My heart thumped. Did my special care for him bind him or even hurt his self-esteem? The "wounded bird" also has its own small wish. He also wants to play, imagine and fly like his peers. I want to take care of him, exercise him slowly, let him adapt to the kindergarten environment, and let him grow up healthily with his children in this environment; I also want to encourage other children to learn to help friends in need and create a happy atmosphere of equality and harmony.
Case 12: Don't worry! Listen to the children.
One night, I came out of the kitchen and saw my 3-year-old daughter spread a big bath towel on the floor and jumped on it herself. I just washed this bath towel today and brought it back. She actually ... I'm so anxious and angry that I'm going to scold my daughter.
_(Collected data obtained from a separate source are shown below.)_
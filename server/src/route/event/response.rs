use crate::controller::Exhaust;
use application::transfer::{EventDto, RegistrationDto};
use axum::response::{IntoResponse, Response};
use axum::Json;
use serde::Serialize;
use time::OffsetDateTime;

#[derive(Debug, Serialize)]
pub struct EventResponse {
    id: i64,
    title: String,
    #[serde(with = "time::serde::rfc3339")]
    held_at: OffsetDateTime,
    location: String,
    description: String,
    max_participants: i32,
    registered_count: i64,
    host_id: i64,
    game_id: i64,
}

impl From<EventDto> for EventResponse {
    fn from(value: EventDto) -> Self {
        Self {
            id: value.id,
            title: value.title,
            held_at: value.held_at,
            location: value.location,
            description: value.description,
            max_participants: value.max_participants,
            registered_count: value.registered_count,
            host_id: value.host_id,
            game_id: value.game_id,
        }
    }
}

impl IntoResponse for EventResponse {
    fn into_response(self) -> Response {
        Json(self).into_response()
    }
}

#[derive(Debug, Serialize)]
pub struct RegistrationResponse {
    id: i64,
    event_id: i64,
    attendee_id: i64,
    #[serde(with = "time::serde::rfc3339")]
    registered_at: OffsetDateTime,
}

impl From<RegistrationDto> for RegistrationResponse {
    fn from(value: RegistrationDto) -> Self {
        Self {
            id: value.id,
            event_id: value.event_id,
            attendee_id: value.attendee_id,
            registered_at: value.registered_at,
        }
    }
}

pub struct Presenter;

impl Exhaust<EventDto> for Presenter {
    type To = Json<EventResponse>;
    fn emit(&self, input: EventDto) -> Self::To {
        Json(EventResponse::from(input))
    }
}

impl Exhaust<Option<EventDto>> for Presenter {
    type To = Option<EventResponse>;
    fn emit(&self, input: Option<EventDto>) -> Self::To {
        input.map(EventResponse::from)
    }
}

impl Exhaust<RegistrationDto> for Presenter {
    type To = Json<RegistrationResponse>;
    fn emit(&self, input: RegistrationDto) -> Self::To {
        Json(RegistrationResponse::from(input))
    }
}

impl Exhaust<()> for Presenter {
    type To = ();
    fn emit(&self, input: ()) -> Self::To {
        input
    }
}
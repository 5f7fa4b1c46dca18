use sqlx::PgConnection;

use kernel::interface::query::{DependOnGameQuery, GameQuery};
use kernel::interface::update::{DependOnGameModifier, GameModifier};
use kernel::prelude::entity::{AccountId, Game, GameDraft, GameId, GameTitle};
use kernel::KernelError;

use crate::database::postgres::{PgTransaction, PostgresDatabase};
use crate::error::ConvertError;

pub struct PostgresGameRepository;

#[async_trait::async_trait]
impl GameQuery<PgTransaction> for PostgresGameRepository {
    async fn find_by_id(
        &self,
        con: &mut PgTransaction,
        id: &GameId,
    ) -> error_stack::Result<Option<Game>, KernelError> {
        PgGameInternal::find_by_id(con.as_conn(), id).await
    }

    async fn find_by_owner(
        &self,
        con: &mut PgTransaction,
        owner_id: &AccountId,
    ) -> error_stack::Result<Vec<Game>, KernelError> {
        PgGameInternal::find_by_owner(con.as_conn(), owner_id).await
    }
}

#[async_trait::async_trait]
impl GameModifier<PgTransaction> for PostgresGameRepository {
    async fn create(
        &self,
        con: &mut PgTransaction,
        draft: &GameDraft,
    ) -> error_stack::Result<Game, KernelError> {
        PgGameInternal::create(con.as_conn(), draft).await
    }
}

impl DependOnGameQuery<PgTransaction> for PostgresDatabase {
    type GameQuery = PostgresGameRepository;
    fn game_query(&self) -> &Self::GameQuery {
        &PostgresGameRepository
    }
}

impl DependOnGameModifier<PgTransaction> for PostgresDatabase {
    type GameModifier = PostgresGameRepository;
    fn game_modifier(&self) -> &Self::GameModifier {
        &PostgresGameRepository
    }
}

#[derive(sqlx::FromRow)]
struct GameRow {
    id: i64,
    title: String,
    owner_id: i64,
}

impl From<GameRow> for Game {
    fn from(value: GameRow) -> Self {
        Game::new(
            GameId::new(value.id),
            GameTitle::new(value.title),
            AccountId::new(value.owner_id),
        )
    }
}

pub(in crate::database) struct PgGameInternal;

impl PgGameInternal {
    async fn find_by_id(
        con: &mut PgConnection,
        id: &GameId,
    ) -> error_stack::Result<Option<Game>, KernelError> {
        let row = sqlx::query_as::<_, GameRow>(
            // language=postgresql
            r#"
            SELECT id, title, owner_id
            FROM games
            WHERE id = $1
            "#,
        )
        .bind(id.as_ref())
        .fetch_optional(con)
        .await
        .convert_error()?;
        Ok(row.map(Game::from))
    }

    async fn find_by_owner(
        con: &mut PgConnection,
        owner_id: &AccountId,
    ) -> error_stack::Result<Vec<Game>, KernelError> {
        let rows = sqlx::query_as::<_, GameRow>(
            // language=postgresql
            r#"
            SELECT id, title, owner_id
            FROM games
            WHERE owner_id = $1
            ORDER BY id
            "#,
        )
        .bind(owner_id.as_ref())
        .fetch_all(con)
        .await
        .convert_error()?;
        Ok(rows.into_iter().map(Game::from).collect())
    }

    async fn create(
        con: &mut PgConnection,
        draft: &GameDraft,
    ) -> error_stack::Result<Game, KernelError> {
        let row = sqlx::query_as::<_, GameRow>(
            // language=postgresql
            r#"
            INSERT INTO games (title, owner_id)
            VALUES ($1, $2)
            RETURNING id, title, owner_id
            "#,
        )
        .bind(draft.title().as_ref())
        .bind(draft.owner_id().as_ref())
        .fetch_one(con)
        .await
        .convert_error()?;
        Ok(Game::from(row))
    }
}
She said to me excitedly, "Mom, look, I am dancing on the cloud!" " "Looking at her little face flushed with excitement, I froze, and I couldn't scold any more. I held back my inner shock and sat down to watch my daughter dance. She jumped, turned and rolled on a big bath towel. That kind of intoxicated eyes, as if you are really above the clouds, swaying freely in the beautiful sky. It was a long time before she stopped and climbed into my arms. I can't help but sigh and thank my daughter for expressing herself in time, so that I can enjoy the beautiful cloud dance tonight.